§ Task instructions: The output should consist solely of the line containing "pub fn write_json_atomic<T, P>(path: P, data: &T)" and all lines after it through the final line of the entries below, reproduced exactly.

§ Data:
|---|

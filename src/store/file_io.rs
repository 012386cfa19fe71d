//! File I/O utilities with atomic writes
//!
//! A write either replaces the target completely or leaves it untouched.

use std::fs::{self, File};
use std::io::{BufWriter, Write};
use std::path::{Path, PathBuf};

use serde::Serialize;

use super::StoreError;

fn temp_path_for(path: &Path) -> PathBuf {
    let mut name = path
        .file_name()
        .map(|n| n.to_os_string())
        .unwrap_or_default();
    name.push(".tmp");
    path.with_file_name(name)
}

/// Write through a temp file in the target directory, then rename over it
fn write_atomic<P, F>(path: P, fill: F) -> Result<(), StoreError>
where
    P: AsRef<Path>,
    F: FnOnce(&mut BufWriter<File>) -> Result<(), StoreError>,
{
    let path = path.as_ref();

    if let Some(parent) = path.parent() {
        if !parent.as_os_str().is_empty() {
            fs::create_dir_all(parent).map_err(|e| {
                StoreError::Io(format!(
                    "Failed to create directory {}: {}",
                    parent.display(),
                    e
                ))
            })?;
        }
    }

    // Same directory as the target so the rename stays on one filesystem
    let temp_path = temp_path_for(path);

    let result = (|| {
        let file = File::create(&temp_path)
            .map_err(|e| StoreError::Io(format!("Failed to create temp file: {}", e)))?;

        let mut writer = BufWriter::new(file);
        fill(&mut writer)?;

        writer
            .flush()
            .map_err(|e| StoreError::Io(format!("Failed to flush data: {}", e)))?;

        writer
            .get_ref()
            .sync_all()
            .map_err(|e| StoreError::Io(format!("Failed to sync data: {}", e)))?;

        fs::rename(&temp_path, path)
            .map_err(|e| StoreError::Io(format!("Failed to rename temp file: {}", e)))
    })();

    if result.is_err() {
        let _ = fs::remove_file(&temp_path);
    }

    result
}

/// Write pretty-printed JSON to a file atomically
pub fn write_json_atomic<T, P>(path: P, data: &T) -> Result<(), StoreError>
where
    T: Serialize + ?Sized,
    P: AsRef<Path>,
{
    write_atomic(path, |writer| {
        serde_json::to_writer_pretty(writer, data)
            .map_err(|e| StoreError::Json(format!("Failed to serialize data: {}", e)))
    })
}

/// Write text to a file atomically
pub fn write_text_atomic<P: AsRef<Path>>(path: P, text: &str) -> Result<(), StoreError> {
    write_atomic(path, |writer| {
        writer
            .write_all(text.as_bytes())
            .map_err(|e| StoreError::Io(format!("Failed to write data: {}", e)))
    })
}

|---|

§ Solution to this problem:
pub fn write_json_atomic<T, P>(path: P, data: &T) -> Result<(), StoreError>
where
    T: Serialize + ?Sized,
    P: AsRef<Path>,
{
    write_atomic(path, |writer| {
        serde_json::to_writer_pretty(writer, data)
            .map_err(|e| StoreError::Json(format!("Failed to serialize data: {}", e)))
    })
}

/// Write text to a file atomically
pub fn write_text_atomic<P: AsRef<Path>>(path: P, text: &str) -> Result<(), StoreError> {
    write_atomic(path, |writer| {
        writer
            .write_all(text.as_bytes())
            .map_err(|e| StoreError::Io(format!("Failed to write data: {}", e)))
    })
}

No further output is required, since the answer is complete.